Слабые места обычно очевидны — вас видели пять свидетелей; вы дали признательные показания следователю; у вас нашли розовый айфон с чехлом, отделанным стразами и с именем ограбленной жертвы; следствие располагает видеозаписью, на котором запечатлён убийца в точно такой же майке с надписью «In Da Houz» на спине, что была на вас в момент задержания, не говоря уже о том, что на вашей шее точно такая же татуировка «Спи спокойно, Пуки 7/4/12», как и у убийцы на видео.
Если негру сказать, что эти улики не очень способствуют победе в суде, то он начнёт обвинять вас. «Ты для меня ничего не делаешь». «Ты работаешь на ментов». Такое приходится слышать каждому общественному защитнику. Чем больше пытаешься объяснить чёрному ситуацию, тем больше он сердится.
Я твёрдо убеждён в том, что подавляющее большинство чёрных не способно рационально обсуждать улики против них, потому что они не способны встать на место другого человека. Они просто не могут представить, как факты, фигурирующие в деле, предстанут в глазах присяжных заседателей.
Если иметь в виду эту их неспособность поставить себя на место другого, станет понятным, почему среди негров столько преступников. Они не понимают, что они причиняют другому боль. Яркий пример — один из моих клиентов по делу о грабеже. Он и ещё двое обвиняемых зашли в небольшой магазин, в котором были две молодых продавщицы. Все трое были в масках. Они достали пистолеты и приказали молодым женщинам удалиться в подсобку. Один из грабителей стал пистолетом наносить одной из девушек удары. Второй держал вторую девушку, а третий в это время выгребал деньги из кассового аппарата. Всё это было запечатлено видеокамерой.
Моим клиентом был тот, который избивал девушку. Когда он спросил меня каковы наши шансы в суде, я ответил, что они не особо хороши. Он немедленно начал выходить из себя и стал кричать и обвинять меня в том, что я работаю на сторону обвинения. Я спросил его как, по его мнению, присяжные отреагируют на видео. «Да им всё равно!» — ответил он. Я сказал ему, что присяжные, наверное, будут испытывать жалость к этим двум девушкам и будут сердиться на то, как он с ними обращался. Я спросил его что он чувствовал в отношении женщин, которых он избил и запугал. Он ответил мне то же, что многие негры говорят в отношении страдания других:
— Какое мне до неё дело? Она мне кто, родня?
Я её даже не знаю!
Работая общественным защитником, я многое узнал о людях. Я, в частности, знаю, что у обвиняемых нет отцов. Если обвиняемому и известно имя его отца, то он существует в его жизни как некая неясная тень, с которой его не связывают никакие родственные узы. Когда моему клиенту выносят приговор, я часто молю бога, чтобы у него не было отца. Мне часто приходилось отслеживать следы родителя обвиняемого и чаще всего эти следы приводили в тюрьму. Его приводили на судебные заседания того, чтобы удостовериться, известен ли ему его сын и помогал ли тот ему раньше. Зачастую такая встреча отца с сыном бывает первой в их жизни. Такие встречи проходят совершенно без эмоций.
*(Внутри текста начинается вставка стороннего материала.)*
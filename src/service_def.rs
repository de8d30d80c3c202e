//! # Service Definition
//!
//! The registry a service endpoint is built from: identity, config profile
//! definitions, accepted payment schemas and the set of exposed commands,
//! each paired with its handler. Everything is assembled up front and
//! immutable once the endpoint starts serving.

use std::collections::HashMap;
use std::sync::Arc;

use indexmap::IndexMap;
use semver::Version;

use crate::command::{CommandDefinition, ConfigProfileDefinition};
use crate::error::Error;
use crate::manifest::ServiceManifest;
use crate::runner::CommandHandler;
use crate::service::ServiceContextOptions;

/// One registered command: its declaration plus the handler that runs it.
pub struct ServiceCommand {
    pub definition: Arc<CommandDefinition>,
    pub handler: Arc<dyn CommandHandler>,
}

/// Immutable description of one service.
pub struct ServiceDefinition {
    name: String,
    version: String,
    description: HashMap<String, String>,
    terms_url: Option<String>,
    accepted_payment_schemas: Vec<String>,
    profiles: HashMap<String, Arc<ConfigProfileDefinition>>,
    commands: IndexMap<String, ServiceCommand>,
}

impl ServiceDefinition {
    /// Create a definition; `version` must be a valid semver string.
    pub fn new(name: &str, version: &str) -> Result<Self, Error> {
        Version::parse(version)
            .map_err(|e| Error::Definition(format!("invalid service version `{version}`: {e}")))?;
        Ok(Self {
            name: name.to_string(),
            version: version.to_string(),
            description: HashMap::new(),
            terms_url: None,
            accepted_payment_schemas: Vec::new(),
            profiles: HashMap::new(),
            commands: IndexMap::new(),
        })
    }

    pub fn describe(mut self, language: &str, text: &str) -> Self {
        self.description
            .insert(language.to_string(), text.to_string());
        self
    }

    pub fn terms_url(mut self, url: &str) -> Self {
        self.terms_url = Some(url.to_string());
        self
    }

    pub fn accept_payment_schema(mut self, schema: &str) -> Self {
        self.accepted_payment_schemas.push(schema.to_string());
        self
    }

    /// Declare a config profile; a duplicate name fails.
    pub fn config_profile(mut self, profile: ConfigProfileDefinition) -> Result<Self, Error> {
        let name = profile.name().to_string();
        if self.profiles.contains_key(&name) {
            return Err(Error::Definition(format!(
                "config profile `{name}` is already declared"
            )));
        }
        self.profiles.insert(name, Arc::new(profile));
        Ok(self)
    }

    /// Register a command and its handler.
    ///
    /// Fails on a duplicate command name or when the command requires a
    /// config profile the service does not declare.
    pub fn register_command(
        mut self,
        definition: CommandDefinition,
        handler: Arc<dyn CommandHandler>,
    ) -> Result<Self, Error> {
        let name = definition.name().to_string();
        if self.commands.contains_key(&name) {
            return Err(Error::DuplicateCommand { name });
        }
        for profile in definition.required_config_profiles() {
            if !self.profiles.contains_key(profile) {
                return Err(Error::Definition(format!(
                    "command `{name}` requires undeclared config profile `{profile}`"
                )));
            }
        }
        self.commands.insert(
            name,
            ServiceCommand {
                definition: Arc::new(definition),
                handler,
            },
        );
        Ok(self)
    }

    pub fn name(&self) -> &str {
        &self.name
    }

    pub fn version(&self) -> &str {
        &self.version
    }

    pub fn command(&self, name: &str) -> Option<&ServiceCommand> {
        self.commands.get(name)
    }

    pub fn profiles(&self) -> &HashMap<String, Arc<ConfigProfileDefinition>> {
        &self.profiles
    }

    pub fn accepted_payment_schemas(&self) -> &[String] {
        &self.accepted_payment_schemas
    }

    /// Context construction options derived from this definition.
    pub fn context_options(&self) -> ServiceContextOptions {
        ServiceContextOptions {
            accepted_payment_schemas: self.accepted_payment_schemas.clone(),
            profiles: self.profiles.clone(),
            ..Default::default()
        }
    }

    /// Assemble the manifest document advertised at `/manifest.json`.
    pub fn manifest(&self, base_url: &str) -> ServiceManifest {
        let base = base_url.trim_end_matches('/');
        ServiceManifest {
            name: self.name.clone(),
            version: self.version.clone(),
            description: self.description.clone(),
            terms_url: self.terms_url.clone(),
            accepted_payment_schemas: self.accepted_payment_schemas.clone(),
            config_profiles: self
                .profiles
                .values()
                .map(|profile| profile.descriptor())
                .collect(),
            commands: self
                .commands
                .iter()
                .map(|(name, command)| {
                    command
                        .definition
                        .descriptor(&format!("{base}/invoke/{name}"))
                })
                .collect(),
        }
    }
}
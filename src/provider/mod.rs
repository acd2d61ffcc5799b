//! # Providers
//!
//! The swappable asynchronous boundary that chains run against.
//!
//! Two concerns are kept separate:
//!
//! - [`AsyncApi`]: *what* one unit of external work is (a timer, an I/O
//!   completion). Promises eventual single completion.
//! - [`Spawner`]: *where* that unit runs (a Tokio runtime, the calling
//!   thread). An api call step submits its unit and returns immediately.
//!
//! Both are trait objects selected at construction time, so production
//! chains run on [`TokioSpawner`] + [`TimerApi`] while tests run
//! deterministically on [`InlineSpawner`] + [`InstantApi`] without touching
//! chain code.

pub mod api;
pub mod spawner;

pub use api::{AsyncApi, InstantApi, TimerApi};
pub use spawner::{InlineSpawner, Spawner, TokioSpawner, UnitFuture};
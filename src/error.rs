use thiserror::Error;

use crate::chain::ChainError;
use crate::driver::DriverError;

#[derive(Error, Debug)]
pub enum Error {
    // chain error
    #[error("Chain error: {0}")]
    Chain(#[from] ChainError),
    // driver error
    #[error("Driver error: {0}")]
    Driver(#[from] DriverError),

    #[error("Internal error: {0}")]
    Internal(String),
}

pub type InternalResult<T> = Result<T, Error>;

// エラー作成用のヘルパー関数
impl Error {
    pub fn internal<S: Into<String>>(message: S) -> Self {
        Error::Internal(message.into())
    }
}
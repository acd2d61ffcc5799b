//! # Bind Combinator and Chain Construction
//!
//! [`Bound`] composes a step with a function producing its successor. The
//! composition law is the whole mechanism:
//!
//! ```text
//! Bound(S, next).drive(k)  ==  S.drive(a -> next(a).drive(k))
//! ```
//!
//! Driving the composed step drives the predecessor with a continuation
//! that, on success, builds and drives the next step with the original
//! continuation. Nesting left or right produces the same observable
//! behavior.
//!
//! [`ChainBuilder`] is the fluent surface over `bind`, producing a
//! [`Chain`] (root step plus cancel token and correlation id) ready for a
//! driver.

use std::sync::Arc;

use tracing::{debug, trace};
use uuid::Uuid;

use crate::{cancellation::CancelToken, continuation::Continuation};

use super::step::{ApiCall, BoxStep, ChainContext, ChainResult, Step, Terminal};

/// Chain correlation identifier (uuid v4 string).
pub type ChainId = String;

/// Composition of a step with a function producing its successor.
///
/// On success the predecessor's value feeds `next`. On failure the chain
/// short-circuits: `next` is never evaluated and the failure is forwarded
/// to the outer continuation unchanged.
pub struct Bound<A, B> {
    inner: BoxStep<A>,
    next: Box<dyn FnOnce(A) -> BoxStep<B> + Send>,
}

impl<A: Send + 'static, B: Send + 'static> Bound<A, B> {
    pub fn new(inner: BoxStep<A>, next: impl FnOnce(A) -> BoxStep<B> + Send + 'static) -> Self {
        Self {
            inner,
            next: Box::new(next),
        }
    }
}

impl<A: Send + 'static, B: Send + 'static> Step<B> for Bound<A, B> {
    fn drive(self: Box<Self>, k: Continuation<B>) {
        let Bound { inner, next } = *self;
        inner.drive(Continuation::new(move |outcome| match outcome {
            Ok(value) => next(value).drive(k),
            // 失敗時はnextを評価せずそのまま伝播する
            Err(e) => k.resume(Err(e)),
        }));
    }
}

/// Binds `step` into `next`, boxed.
pub fn bind<A, B>(
    step: BoxStep<A>,
    next: impl FnOnce(A) -> BoxStep<B> + Send + 'static,
) -> BoxStep<B>
where
    A: Send + 'static,
    B: Send + 'static,
{
    Box::new(Bound::new(step, next))
}

/// A fully constructed chain: the root step plus the shared cancel token
/// and a correlation id for driver bookkeeping.
pub struct Chain<A: Send + 'static> {
    id: ChainId,
    cancel: CancelToken,
    root: BoxStep<A>,
}

impl<A: Send + 'static> Chain<A> {
    pub fn id(&self) -> &str {
        &self.id
    }

    pub fn cancel_token(&self) -> CancelToken {
        self.cancel.clone()
    }

    /// Starts the chain. `k` is invoked exactly once when the chain
    /// completes, unless the chain is cancelled before its next unit of
    /// work is issued, in which case `k` is never invoked.
    ///
    /// A unit of work that never completes stalls the chain permanently;
    /// drive through a [`ChainDriver`](crate::driver::ChainDriver) to put a
    /// timeout on top of this call.
    pub fn drive(self, k: Continuation<A>) {
        debug!(chain_id = %self.id, "driving chain");
        self.root.drive(k);
    }
}

/// Typed fluent construction of a chain.
///
/// Entry points fix the first step; `then`, `then_call` and `map` extend the
/// chain through `bind`; `build` seals it with a fresh correlation id.
/// Construction is synchronous and performs no work.
pub struct ChainBuilder<A: Send + 'static> {
    context: Arc<ChainContext>,
    root: BoxStep<A>,
}

impl<A: Send + 'static> ChainBuilder<A> {
    /// Starts a chain that resolves immediately with `value`.
    pub fn terminal(context: Arc<ChainContext>, value: A) -> Self {
        Self {
            root: Terminal::boxed(value),
            context,
        }
    }

    /// Starts a chain with one api call producing `operation`'s payload.
    pub fn call(
        context: Arc<ChainContext>,
        operation: impl FnOnce() -> ChainResult<A> + Send + 'static,
    ) -> Self {
        Self {
            root: ApiCall::boxed(context.clone(), operation),
            context,
        }
    }

    /// Starts from an already constructed step.
    pub fn from_step(context: Arc<ChainContext>, root: BoxStep<A>) -> Self {
        Self { context, root }
    }

    /// Binds the chain so far into `next`.
    pub fn then<B: Send + 'static>(
        self,
        next: impl FnOnce(A) -> BoxStep<B> + Send + 'static,
    ) -> ChainBuilder<B> {
        ChainBuilder {
            root: bind(self.root, next),
            context: self.context,
        }
    }

    /// Binds into a further api call fed with the predecessor's value.
    pub fn then_call<B: Send + 'static>(
        self,
        operation: impl FnOnce(A) -> ChainResult<B> + Send + 'static,
    ) -> ChainBuilder<B> {
        let context = self.context.clone();
        self.then(move |value| ApiCall::boxed(context, move || operation(value)))
    }

    /// Transforms the value without issuing new work.
    pub fn map<B: Send + 'static>(
        self,
        f: impl FnOnce(A) -> B + Send + 'static,
    ) -> ChainBuilder<B> {
        self.then(move |value| Terminal::boxed(f(value)))
    }

    pub fn build(self) -> Chain<A> {
        let id = Uuid::new_v4().to_string();
        trace!(chain_id = %id, "chain built");
        Chain {
            id,
            cancel: self.context.cancel.clone(),
            root: self.root,
        }
    }
}

impl ChainBuilder<String> {
    /// Starts a bounded loop of `iterations` async units.
    pub fn bounded_loop(context: Arc<ChainContext>, iterations: u32) -> Self {
        let root = super::loop_step::BoundedLoop::boxed(context.clone(), iterations);
        Self { context, root }
    }
}
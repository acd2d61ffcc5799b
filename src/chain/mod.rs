//! # Continuation Chains
//!
//! Composable asynchronous steps, driven by continuations instead of return
//! values.
//!
//! ## Flow
//!
//! ```text
//! ┌─────────┐  drive(k')  ┌─────────┐  drive(k)   ┌──────────┐
//! │  Bound  │────────────▶│  inner  │─ ─ resume ─▶│   next   │─ ─▶ k
//! └─────────┘             └─────────┘             └──────────┘
//! ```
//!
//! A [`Bound`] step drives its inner step with a continuation that builds
//! and drives the successor; the original continuation travels inward until
//! a [`Terminal`] step resolves it. An [`ApiCall`] in the middle hands its
//! unit of work to the chain's provider and resumes from wherever that work
//! completes, so a chain started on one thread may finish on another.
//!
//! Chains are constructed synchronously, driven exactly once, and their
//! steps are not reused.

pub mod combinator;
pub mod loop_step;
pub mod step;

pub use combinator::{bind, Bound, Chain, ChainBuilder, ChainId};
pub use loop_step::{BoundedLoop, LoopState, LOOP_DONE};
pub use step::{
    ApiCall, BoxStep, ChainContext, ChainError, ChainResult, Step, Terminal,
};
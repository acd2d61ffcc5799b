use std::sync::Arc;

use tracing::debug;

use crate::continuation::Continuation;

use super::{
    combinator::bind,
    step::{ApiCall, BoxStep, ChainContext, Step, Terminal},
};

/// Value delivered when a bounded loop runs out of iterations.
pub const LOOP_DONE: &str = "Done!";

/// Loop progression. `Done` is the terminal state: once reached, the loop
/// resolves without issuing further work.
#[derive(Debug, Clone, Copy, PartialEq, Eq, strum::Display)]
#[strum(serialize_all = "lowercase")]
pub enum LoopState {
    Running { remaining: u32 },
    Done,
}

/// Performs exactly `remaining` asynchronous units of work, then resolves
/// with [`LOOP_DONE`].
///
/// Each activation issues one api call unit and rebinds into the loop with
/// the bound decremented; at zero it drives a terminal step instead. There
/// is no unbounded variant. The unit payload (a progress string) threads
/// from one iteration to the next, so each activation sees what the
/// previous unit produced.
pub struct BoundedLoop {
    context: Arc<ChainContext>,
    state: LoopState,
    label: String,
}

impl BoundedLoop {
    pub fn new(context: Arc<ChainContext>, iterations: u32) -> Self {
        let state = if iterations == 0 {
            LoopState::Done
        } else {
            LoopState::Running {
                remaining: iterations,
            }
        };
        Self {
            context,
            state,
            label: String::new(),
        }
    }

    pub fn boxed(context: Arc<ChainContext>, iterations: u32) -> BoxStep<String> {
        Box::new(Self::new(context, iterations))
    }

    fn resumed(context: Arc<ChainContext>, state: LoopState, label: String) -> Self {
        Self {
            context,
            state,
            label,
        }
    }

    pub fn state(&self) -> LoopState {
        self.state
    }
}

impl Step<String> for BoundedLoop {
    fn drive(self: Box<Self>, k: Continuation<String>) {
        debug!(state = %self.state, label = %self.label, "loop activation");
        match self.state {
            LoopState::Done => Terminal::boxed(LOOP_DONE.to_string()).drive(k),
            LoopState::Running { remaining } => {
                let context = self.context;
                let next_state = if remaining > 1 {
                    LoopState::Running {
                        remaining: remaining - 1,
                    }
                } else {
                    LoopState::Done
                };
                let unit =
                    ApiCall::boxed(context.clone(), move || Ok(format!("unit {}", remaining)));
                bind(unit, move |payload: String| -> BoxStep<String> {
                    Box::new(BoundedLoop::resumed(context, next_state, payload))
                })
                .drive(k)
            }
        }
    }
}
У многих чёрных обвиняемых нет даже матерей, которые бы о них заботились. Многие воспитывались бабушками вследствие того, что государство забирало ребёнка у безбашенной матери-подростка. Многие из этих матерей и бабушек психически неуравовешены и совершенно не отдают себе отчёта в реальности вокруг них, а тем более, в фактах, излагаемых в суде по делу их сына или внука. 47-летняя бабушка будет отрицать, что у её внука есть связи с бандой даже при том, что на его лбу вытатуирован знак и девиз этой банды. Когда я как можно мягче и доступно указываю на это, на меня начинают кричать. Когда негритянки начинают кричать, они призывают к Иисусу Христу и одновременно ругаются матом, и всё в одной фразе и на одном дыхании.
Негритянки очень набожны. Они верят в бога, но понимание его роли у них очень искажённое. Они не молятся о том, чтобы бог дал им силу и храбрость чтобы чего-то достичь. Они молятся о конечном результате, — удовлетворении сиюминутной нужды. У меня была клиентка-негритянка. В кругу своих сообщников она молилась о том, чтобы бог защитил их от полиции, а они будут планировать ограбление.
Мамы и бабушки в коридорах суда молятся не о справедливости, а об оправдании. Когда я объясняю, что доказательств того, что их любимый ребёнок убил владельца магазина, более, чем достаточно, и что ему придётся пойти на суровую сделку о признании вины, которую я для него выхлопотал, мне отвечают, что он всё же пойдёт на суд, и господь возведёт его на высоты. Ещё они рассказывают мне, что говорят с богом каждый день, и он уверяет их в том, что их сын и внук на суде будет оправдан.